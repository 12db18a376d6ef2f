//! # Data Models
//!
//! SeaORM entities for tenants, users and files, plus small API payloads.

use serde::{Deserialize, Serialize};
use utoipa::ToSchema;

pub mod file;
pub mod tenant;
pub mod user;

pub use file::Entity as File;
pub use tenant::Entity as Tenant;
pub use user::Entity as User;

/// Basic service information response
#[derive(Debug, Clone, Serialize, Deserialize, ToSchema)]
pub struct ServiceInfo {
    /// The name of the service
    pub service: String,
    /// The version of the service
    pub version: String,
}

impl Default for ServiceInfo {
    fn default() -> Self {
        Self {
            service: "beam-analytics".to_string(),
            version: env!("CARGO_PKG_VERSION").to_string(),
        }
    }
}

/// Liveness response
#[derive(Debug, Clone, Serialize, Deserialize, ToSchema)]
pub struct HealthStatus {
    #[schema(example = "ok")]
    pub status: String,
}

■ **REQUIRED ACTION**: For this exercise, the records above must be returned exactly.

■ **SOLUTION TO THE PROBLEM**:
repository 12db18a376d6ef2f
//! # Data Models
//!
//! SeaORM entities for tenants, users and files, plus small API payloads.

use serde::{Deserialize, Serialize};
use utoipa::ToSchema;

pub mod file;
pub mod tenant;
pub mod user;

pub use file::Entity as File;
pub use tenant::Entity as Tenant;
pub use user::Entity as User;

/// Basic service information response
#[derive(Debug, Clone, Serialize, Deserialize, ToSchema)]
pub struct ServiceInfo {
    /// The name of the service
    pub service: String,
    /// The version of the service
    pub version: String,
}

impl Default for ServiceInfo {
    fn default() -> Self {
        Self {
            service: "beam-analytics".to_string(),
            version: env!("CARGO_PKG_VERSION").to_string(),
        }
    }
}

/// Liveness response
#[derive(Debug, Clone, Serialize, Deserialize, ToSchema)]
pub struct HealthStatus {
    #[schema(example = "ok")]
    pub status: String,
}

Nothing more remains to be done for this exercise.